Among the five Senate Democrats NR questioned about the
WHPA, only one, Tim Kaine of Virginia, explicitly argued that the bill wouldn’t
affect state parental-consent laws.
“I’m a parental-consent supporter, and I’m a Hyde
amendment supporter, and [the WHPA] didn’t affect either of those,” Kaine told
NR, pointing to a provision in the bill that allows restrictions on abortion
procedures “as long as those requirements were also for other medical
procedures.”
“Any procedure for a minor, you gotta get parental
consent,” Kaine said. “Parental consent for medical procedures is ubiquitous.”
What to make of Kaine’s argument? First, it is simply not
true that requiring “parental consent for medical procedures” is a “ubiquitous”

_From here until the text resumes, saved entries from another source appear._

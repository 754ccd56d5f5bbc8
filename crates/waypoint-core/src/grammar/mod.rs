//! Component C: the grammar IR (spec §4.C) — symbols, productions, operator
//! scope, groups — plus the two-phase builder and the immutable artifact
//! it produces.

pub mod artifact;
pub mod builder;
pub mod group;
pub mod operator;
pub mod production;
pub mod symbol;

pub use artifact::Grammar;
pub use builder::{GrammarBuilder, ProductionSpec};
pub use group::{Group, GroupAdvanceMode, GroupEndMode};
pub use operator::{Associativity, OperatorScope, PrecedenceGroup};
pub use production::Production;
pub use symbol::{NonTerminal, Terminal, TerminalInfo};

#[cfg(test)]
mod test {
  use super::*;
  use crate::charset::CharSet;
  use crate::regex::RegexNode;
  use crate::types::{BuildConfig, SymbolId};

  fn digit() -> RegexNode {
    RegexNode::plus(RegexNode::Class(CharSet::range('0', '9')))
  }

  /// Builds the S1 scenario grammar (`E := E '+' N | N`, `N := [0-9]+`)
  /// end to end through the public builder API and checks it comes out
  /// parseable with the expected table shape.
  #[test]
  fn builds_expression_grammar_end_to_end() {
    let mut builder = GrammarBuilder::new(BuildConfig::default());
    let plus = builder.add_terminal_from_pattern("Plus", r"\+", false).unwrap();
    assert!(builder.add_terminal_from_pattern("Bad", "[abc", false).is_none(), "unterminated class should fail to parse");
    let digits = builder.add_terminal("Digits", digit(), false);

    let e = builder.declare_nonterminal("E");
    let n = builder.declare_nonterminal("N");

    builder.set_productions(
      n,
      vec![ProductionSpec::new(vec![SymbolId::Terminal(digits)])],
    );
    builder.set_productions(
      e,
      vec![
        ProductionSpec::new(vec![SymbolId::NonTerminal(e), SymbolId::Terminal(plus), SymbolId::NonTerminal(n)]),
        ProductionSpec::new(vec![SymbolId::NonTerminal(n)]),
      ],
    );

    let (grammar, diagnostics) = builder.build(e);
    assert!(grammar.is_for_parsing(), "diagnostics: {diagnostics:?}");
    assert_eq!(grammar.terminals().len(), 2);
    assert_eq!(grammar.nonterminals().len(), 2);
  }

  #[test]
  fn unreferenced_nonterminal_is_reported_unreachable() {
    use crate::diagnostics::BuildCode;

    let mut builder = GrammarBuilder::new(BuildConfig::default());
    let a_tok = builder.add_terminal("A", RegexNode::Literal('a'), false);
    let b_tok = builder.add_terminal("B", RegexNode::Literal('b'), false);

    let start = builder.declare_nonterminal("Start");
    let orphan = builder.declare_nonterminal("Orphan");
    builder.set_productions(start, vec![ProductionSpec::new(vec![SymbolId::Terminal(a_tok)])]);
    builder.set_productions(orphan, vec![ProductionSpec::new(vec![SymbolId::Terminal(b_tok)])]);

    let (_grammar, diagnostics) = builder.build(start);
    assert!(diagnostics.iter().any(|d| d.code == BuildCode::UnreachableNonterminal));
  }

  #[test]
  fn duplicate_special_name_disables_table_and_not_for_parsing() {
    use crate::diagnostics::BuildCode;

    let mut builder = GrammarBuilder::new(BuildConfig::default());
    let a = builder.add_terminal("A", RegexNode::Literal('a'), false);
    let b = builder.add_terminal("B", RegexNode::Literal('b'), false);
    builder.set_special_name(a, "tok");
    builder.set_special_name(b, "tok");

    let start = builder.declare_nonterminal("Start");
    builder.set_productions(start, vec![ProductionSpec::new(vec![SymbolId::Terminal(a)])]);

    let (grammar, diagnostics) = builder.build(start);
    assert!(diagnostics.iter().any(|d| d.code == BuildCode::DuplicateSpecialName));
    assert!(!grammar.is_for_parsing());
    assert_eq!(grammar.special_name_of(a), None);
  }
}
//! A single UTF-8 string heap shared by the in-memory [`crate::grammar::Grammar`]
//! and the serialized [`crate::format`] artifact, so strings never need to be
//! re-interned when crossing that boundary.

use std::collections::HashMap;

/// An interned string. Cheap to copy/compare; resolve back to text with
/// [`StringHeap::resolve`].
#[derive(Clone, Copy, PartialEq, Eq, PartialOrd, Ord, Hash, Debug, Default, serde::Serialize, serde::Deserialize)]
pub struct IString(pub u32);

/// Append-only string interner backing both the builder and the binary
/// format's string heap (component E). Offsets returned by [`StringHeap::intern`]
/// are stable for the lifetime of the heap: later inserts only append.
#[derive(Clone, Debug, Default, PartialEq, Eq)]
pub struct StringHeap {
  bytes: Vec<u8>,
  /// (offset, length) per interned string, indexed by `IString.0`.
  spans: Vec<(u32, u32)>,
  lookup: HashMap<String, IString>,
}

impl StringHeap {
  pub fn new() -> Self {
    Self::default()
  }

  pub fn intern(&mut self, s: &str) -> IString {
    if let Some(id) = self.lookup.get(s) {
      return *id;
    }
    let offset = self.bytes.len() as u32;
    self.bytes.extend_from_slice(s.as_bytes());
    let id = IString(self.spans.len() as u32);
    self.spans.push((offset, s.len() as u32));
    self.lookup.insert(s.to_string(), id);
    id
  }

  pub fn resolve(&self, id: IString) -> &str {
    let (offset, len) = self.spans[id.0 as usize];
    std::str::from_utf8(&self.bytes[offset as usize..(offset + len) as usize]).expect("string heap holds only valid UTF-8")
  }

  pub fn len(&self) -> usize {
    self.spans.len()
  }

  pub fn is_empty(&self) -> bool {
    self.spans.is_empty()
  }

  /// Raw byte payload, for the binary format's string-heap table.
  pub fn raw_bytes(&self) -> &[u8] {
    &self.bytes
  }

  /// `(offset, length)` rows, for the binary format's string-heap directory.
  pub fn raw_spans(&self) -> &[(u32, u32)] {
    &self.spans
  }

  /// Rebuild a `StringHeap` from raw parts read off a mapped artifact.
  pub fn from_raw_parts(bytes: Vec<u8>, spans: Vec<(u32, u32)>) -> Self {
    let mut lookup = HashMap::with_capacity(spans.len());
    for (idx, (offset, len)) in spans.iter().enumerate() {
      let s = std::str::from_utf8(&bytes[*offset as usize..(*offset + *len) as usize]).expect("string heap holds only valid UTF-8");
      lookup.insert(s.to_string(), IString(idx as u32));
    }
    Self { bytes, spans, lookup }
  }
}

#[cfg(test)]
mod test {
  use super::*;

  #[test]
  fn interning_is_idempotent() {
    let mut heap = StringHeap::new();
    let a = heap.intern("hello");
    let b = heap.intern("world");
    let c = heap.intern("hello");
    assert_eq!(a, c);
    assert_ne!(a, b);
    assert_eq!(heap.resolve(a), "hello");
    assert_eq!(heap.resolve(b), "world");
  }
}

feature of state laws. In New York, for example, minors generally need parental
consent for other surgical procedures but not for abortions.
Second, it would be up to the courts to decide whether
the WHPA allowed generally applicable parental-consent laws to be applied to
abortion at the state level. The text of the bill instructs courts to
“liberally” interpret its provisions and prohibits any regulation or
restriction that “expressly, effectively, implicitly, or as implemented singles
out the provision of abortion services” and “impedes access to abortion
services.”
Third, even if the WHPA allowed for generally applicable
parental-consent laws to be applied to surgical abortions, those laws wouldn’t
necessarily apply to medication abortions. “No Arizona law requires parental
consent for prescription medications for minors, including contraceptives,”
according to the Center for Arizona Policy. As the Guttmacher
Institute notes, a 1977 Supreme Court ruling held that there is a
“constitutional right to privacy for a minor to obtain contraceptives in all
states.” If the WHPA became law, it is hard to see how a state could
allow a minor to obtain contraceptive pills but not abortion pills such as
RU-486, which is used to kill an unborn child during the first nine weeks of
pregnancy.
The evasiveness of Democratic senators about the WHPA’s
potential effect on parental-involvement laws shouldn’t be surprising, given
the consistently high popularity of such laws among voters. According to the
Guttmacher Institute, “37 states require parental involvement in” — i.e.
parental consent to or notification of — “a minor’s decision to have an
abortion.” In 2011, when Gallup last
asked Americans whether they favored a “law requiring women under 18 to get
parental consent for any abortion,” 71 percent said yes while only 27 percent
said no. Asked why the organization hasn’t polled that particular question in
the years since, a Gallup spokesman told National Review in an
email that “we consistently found that about seven in 10 [Americans] support
that proposal across nearly two decades of polling on it. So part of the reason
we haven’t updated it recently is because of how little it has changed.”
The Senate Democrats’ vote for the WHPA on February 28
was overshadowed by the war in Ukraine, which was then in its opening days. But
following the Supreme Court’s ruling in Dobbs v. Jackson Women’s Health,
which is expected to be handed down this summer, the issue of abortion should
once again come to the forefront of American politics for at least some period
of time.
Democrats have made a big, risky bet on a bill that
strikes down parental-consent laws and enshrines a right to abortion through all nine months of pregnancy in all 50 states.
And if abortion issues play a prominent role in the stretch run of this year’s
midterm cycle, they could very well pay dearly for it.